Below I've posted some excerpts of a blog written by my son, Simon and his friend, Wen who are volunteering at the LOHO Community project started by one of China's earliest and best-known environmental NGOs, Global Village. I've written about this project in some previous posts.
The entries below were posted October 17, 2010 on their blog which can be accessed at http://blog.sina.com.cn/dapingvillage:
We arrived at Da Ping Mountain on Wednesday, October 13th. Da Ping Mountain is located in SiChuan, two hours west of ChengDu.
It is very different from the city life style that we led in Beijing. The toilets are squatty potties, and showers are taken right outside the cubicles. -.- The food is good. (: So far we have been eating the same dishes, fresh vegetables cooked in various ways along with rice. These plain dishes contrast with the oily, MSG-filled food in Beijing, which turns out to be a nice healthy change of diet.
We were woken up by the hustling and bustling of the other volunteers - preparing breakfast for the sleepyheads. Walking out of our dorms to the smell of man tou's and fresh clean air (unlike Beijing's polluted weather), we were prepared for whatever the villagers had planned for us. We were also greeted by an American volunteer called Ted that had been at Da Ping Mountain for a week. After a filling and warm-welcomed breakfast, a retired volunteer called Lu Lao Shi guided us down to a field (what was it called??) to pick yams (called shan yao zi in Chinese). These yams are not what you think, as to my surprise, they were pea-sized yams. Crawling on our knees in the muddy earth and picking pea-sized yams was definitely a first. On top of that, dodging massive spider webs that would appear out of nowhere at eye-level was also on our minds (I saved my friend from a huge spider web). After doing that for the whole morning, Ted, Simon and I carried three bags full of yams back to the village (a bag per person... but of course Ted - with experience - had the fullest bag).
When we arrived at the village, lunch was served. Man, we were hungry from picking all 'em yams. After lunch, we had an opportunity to use our free time however we wished; we used that time to read, play solataire on our iPods, wander around and enjoy the scenery and natural environment. Then we had dinner and went to sleep.
Today Wang Pan (the station director) went with Ted and some others to the city at the bottom of the mountain, Tongji, so Wen and I slept in until 9 am. and decided we should probably wash some of our clothes. We brought out the plastic basins and detergent, hand washed everything then hung it out to dry. Ted warned us that is normally takes longer for clothes to dry up here which makes sense considering we're up in the clouds most of the time, but we've been lucky with the weather so far-clear skies during the day and sun enough for t-shirts. With weather like this during the day and mostly cloudy skies and mist in the afternoon and through night, our clothes took a day to dry.

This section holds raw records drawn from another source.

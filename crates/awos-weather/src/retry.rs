//! Bounded retry for transient upstream failures.
//!
//! Retries timeouts, connection errors, and 5xx responses. Client errors
//! (4xx) and body/request construction errors are returned immediately.

use std::future::Future;
use std::time::Duration;

use reqwest::Response;

const MAX_DELAY_MS: u64 = 2000;

/// Retry policy for a single HTTP operation.
#[derive(Debug, Clone)]
pub struct RetryPolicy {
    /// Number of retries after the initial attempt
    pub attempts: u32,
    /// Delay before the first retry (doubles each attempt, capped)
    pub base_delay: Duration,
}

impl Default for RetryPolicy {
    fn default() -> Self {
        Self {
            attempts: 2,
            base_delay: Duration::from_millis(100),
        }
    }
}

impl RetryPolicy {
    fn delay(&self, attempt: u32) -> Duration {
        let factor = 2u64.saturating_pow(attempt);
        let delay_ms = (self.base_delay.as_millis() as u64).saturating_mul(factor);
        Duration::from_millis(delay_ms.min(MAX_DELAY_MS))
    }

    /// Run `op`, retrying transient failures. The final attempt's outcome
    /// is returned unmodified, so a persistent 5xx surfaces as a response
    /// for the caller's status handling.
    pub async fn run<F, Fut>(&self, op: F) -> Result<Response, reqwest::Error>
    where
        F: Fn() -> Fut,
        Fut: Future<Output = Result<Response, reqwest::Error>>,
    {
        for attempt in 0..self.attempts {
            match op().await {
                Ok(response) if response.status().is_server_error() => {
                    tracing::debug!(
                        status = %response.status(),
                        attempt,
                        "server error, retrying"
                    );
                }
                Ok(response) => return Ok(response),
                Err(e) if e.is_timeout() || e.is_connect() => {
                    tracing::debug!(error = %e, attempt, "transient error, retrying");
                }
                Err(e) => return Err(e),
            }
            tokio::time::sleep(self.delay(attempt)).await;
        }
        op().await
    }
}
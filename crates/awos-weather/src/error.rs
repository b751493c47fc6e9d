//! Weather-session error types.

use thiserror::Error;

/// Errors from fetching either remote resource.
#[derive(Debug, Error)]
pub enum FetchError {
    #[error("Network error: {0}")]
    Network(#[from] reqwest::Error),

    /// The endpoint was reachable but the response signalled failure:
    /// a non-success status, an empty body, or the deployment's in-band
    /// error marker.
    #[error("Upstream error: {0}")]
    Upstream(String),

    #[error("Unexpected response shape: {0}")]
    Shape(String),

    /// The response arrived after a newer request for the same resource
    /// had been issued; the result was discarded.
    #[error("Superseded by a newer request")]
    Superseded,
}

impl FetchError {
    /// User-friendly error message for UI display.
    pub fn user_message(&self) -> &'static str {
        match self {
            Self::Network(_) => "Network error. Check your connection.",
            Self::Upstream(_) => "The weather source reported an error. Please try again.",
            Self::Shape(_) => "Received an unexpected response. Please try again.",
            Self::Superseded => "Refreshed in the meantime.",
        }
    }

    /// Whether retrying the same request could succeed.
    pub fn is_retryable(&self) -> bool {
        matches!(self, Self::Network(_) | Self::Upstream(_))
    }
}

/// The external METAR parser rejected the report text.
#[derive(Debug, Error)]
#[error("METAR decode failed: {0}")]
pub struct DecodeError(pub String);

Ted, looking to get some photos and explore the mountain, wanted to go for a hike and we, having nothing else to do and eager to get better aquainted with this moutain, decided to join him. We hiked up muddy paths, if you could call them paths-most of the paths have been washed over by rain and muddled by small landslides and mudslides, but we managed. A motif on this mountain, we noticed for the first time, is the vegetable that serves as a medicine called Hua Lian. It's grown in large patches of land and covered by black tarp as it prefers the shade, but covers a surprising percentage of the mountain and is grown all the way up to the highest peak. But between dodging spider webs woven in between cedars and slipping up muddy hills, we saw some great views and got a better idea of the layout of this huge mountain and it's agricultural inhabitants.
Lunch today consisted of fried rice, left-over xifan from breakfast and some pickled vegetables...also left-over from breakfast. But don't worry, Wen has a secret stash of cookies that we share. After lunch was down time where, again, we read, napped, talked etc. until it was time to get farming.
We walked down the mountain through a corn field to another "team" of houses and fields, of which there are a total of 11 on Daping. Here we planted rows and rows of vegetables that we don't know the name of but which will probably either feed the next wave of volunteers or go down to the city to be sold. What we planted weren't seeds, but plants in their ealy stages of growth-with stems and leaves about 6-10cm. tall and with which we buried the roots into the tilled soil. Once all of the vegetables were planted we watered them and by this time were both ready for dinner.
On our way back we noticed the sunset and how nice it was up there, with the hills rolling up all around us and the leaves starting to change color, and curtains of harvested corn hanging in front of every house. We walked through the corn field again to get back to the station where the office and dorms are and where we eat every day. Dinner was squash, sichuan style (spicy) which was really good actually, and the sichuan specialty Huiguorou which is basically steamed slices of pork fat that's not quite as tender as you'd expect, but good nonetheless. After dinner was more down time which Wen and I used to sit outside and talk, read, and talk some more. Then bed at around 10 pm, and by that time we're pretty dead. So far we have a good feeling about this place.